O dono da Amazon é o homem mais rico do mundo, mas também é sovina e mau patrão

Pode ter chegado ao topo da glória financeira, mas continua a deixar muito a desejar na forma como trata os seus trabalhadores.
19.03.18

Jeff Bezos, o fundador e CEO da gigantesca Amazon, dono do The Washington Post, adquirido em 2013 por 250 milhões de dólares e proprietário da empresa aerospacial Blue Origin é actualmente o homem mais rico do mundo, com uma fortuna líquida avaliada em mais de 130 mil milhões de dólares e de acordo com o ranking da Forbes divulgado a 9 de Março último. Mas e ao contrário dos seus companheiros de fortuna, que cientes da sua afortunada sorte se esforçam por "dar de volta à sociedade", Bezos é considerado um "caso estranho" no mundo da filantropia. O mesmo acontece face ao seu estilo de liderança e à cultura de secretismo que rodeia os Amazonianos, várias vezes considerada como brutal e "darwiniana", na medida em que são muitos os que a ela não se adaptam e, simplesmente, são "extintos", abandonando ou sendo obrigados a abandonar as fileiras da poderosa e colossal retalhista online.
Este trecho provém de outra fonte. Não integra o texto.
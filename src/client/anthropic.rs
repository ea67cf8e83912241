//! Anthropic Messages API client.
//!
//! A thin, non-streaming HTTP client. Key provider specifics:
//! - Auth travels in `x-api-key`, not a bearer token.
//! - `anthropic-version` is required on every call.
//! - System text is a top-level `system` parameter, not a message.
//! - `max_tokens` is required, not optional.

use std::env;
use std::time::Duration;

use async_trait::async_trait;
use serde_json::Value;

use super::{
    FileMetadata, FileUploadRequest, MessagesRequest, MessagesResponse, ModelClient,
    TransportError,
};
use crate::{Error, Result};

const DEFAULT_BASE_URL: &str = "https://api.anthropic.com";
const ANTHROPIC_VERSION: &str = "2023-06-01";
const MESSAGES_PATH: &str = "/v1/messages";
const FILES_PATH: &str = "/v1/files";

pub struct AnthropicClient {
    client: reqwest::Client,
    base_url: String,
    api_key: String,
}

impl AnthropicClient {
    pub fn new(api_key: impl Into<String>) -> Result<Self> {
        Self::with_base_url(api_key, DEFAULT_BASE_URL)
    }

    /// Point the client at a different host. Tests use this for mock servers.
    pub fn with_base_url(api_key: impl Into<String>, base_url: impl Into<String>) -> Result<Self> {
        // Minimal production-friendly defaults (env-overridable).
        let timeout_secs = env::var("ADDON_HTTP_TIMEOUT_SECS")
            .ok()
            .and_then(|s| s.parse::<u64>().ok())
            .unwrap_or(60);

        let client = reqwest::Client::builder()
            .timeout(Duration::from_secs(timeout_secs))
            .pool_max_idle_per_host(
                env::var("ADDON_HTTP_POOL_MAX_IDLE_PER_HOST")
                    .ok()
                    .and_then(|s| s.parse::<usize>().ok())
                    .unwrap_or(8),
            )
            .build()
            .map_err(|e| Error::Transport(TransportError::Other(e.to_string())))?;

        Ok(Self {
            client,
            base_url: base_url.into().trim_end_matches('/').to_string(),
            api_key: api_key.into(),
        })
    }

    fn request(&self, method: reqwest::Method, path: &str) -> reqwest::RequestBuilder {
        let url = format!("{}{}", self.base_url, path);
        self.client
            .request(method, url)
            .header("x-api-key", &self.api_key)
            .header("anthropic-version", ANTHROPIC_VERSION)
            // Correlation id. The provider may ignore it, but applications can use it for linkage.
            .header("x-request-id", uuid::Uuid::new_v4().to_string())
    }

    /// Map a non-2xx response to `Error::Remote`, extracting the provider's
    /// error envelope (`{"error": {"type", "message"}}`) when present.
    async fn check_status(response: reqwest::Response) -> Result<reqwest::Response> {
        let status = response.status();
        if status.is_success() {
            return Ok(response);
        }

        let body: Value = response.json().await.unwrap_or(Value::Null);
        let class = body
            .pointer("/error/type")
            .and_then(Value::as_str)
            .unwrap_or("api_error")
            .to_string();
        let message = body
            .pointer("/error/message")
            .and_then(Value::as_str)
            .unwrap_or("request failed")
            .to_string();

        Err(Error::Remote {
            status: status.as_u16(),
            class,
            message,
        })
    }
}

#[async_trait]
impl ModelClient for AnthropicClient {
    async fn create_message(&self, request: &MessagesRequest) -> Result<MessagesResponse> {
        tracing::debug!(model = %request.model, messages = request.messages.len(), "calling Anthropic Messages API");

        let response = self
            .request(reqwest::Method::POST, MESSAGES_PATH)
            .json(request)
            .send()
            .await
            .map_err(TransportError::Http)?;

        let response = Self::check_status(response).await?;
        let parsed = response
            .json::<MessagesResponse>()
            .await
            .map_err(TransportError::Http)?;
        Ok(parsed)
    }

    async fn upload_file(&self, upload: &FileUploadRequest) -> Result<FileMetadata> {
        let bytes = tokio::fs::read(&upload.file_path).await?;
        let filename = upload.effective_filename();
        tracing::debug!(file = %filename, size = bytes.len(), "uploading file");

        let part = reqwest::multipart::Part::bytes(bytes).file_name(filename);
        let form = reqwest::multipart::Form::new()
            .part("file", part)
            .text("purpose", upload.purpose.clone());

        let response = self
            .request(reqwest::Method::POST, FILES_PATH)
            .multipart(form)
            .send()
            .await
            .map_err(TransportError::Http)?;

        let response = Self::check_status(response).await?;
        let metadata = response
            .json::<FileMetadata>()
            .await
            .map_err(TransportError::Http)?;
        Ok(metadata)
    }
}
A história de Jeff Bezos tem alguns dos ingredientes comuns à receita do velho sonho americano, motivo que ajuda às muitas críticas de que é alvo face à sua aparente ausência de "consciência social". Criado pelo padrasto Mike Bezos, um imigrante cubano, desde os quatro anos, foi na adolescência que desenvolveu a sua paixão pelos computadores – licenciou-se em Princeton, com distinção, em ciências da computação e engenharia electrotécnica – e que deu início ao seu primeiro negócio, um campo de férias de Verão para alunos do 4º ao 6º ano de escolaridade.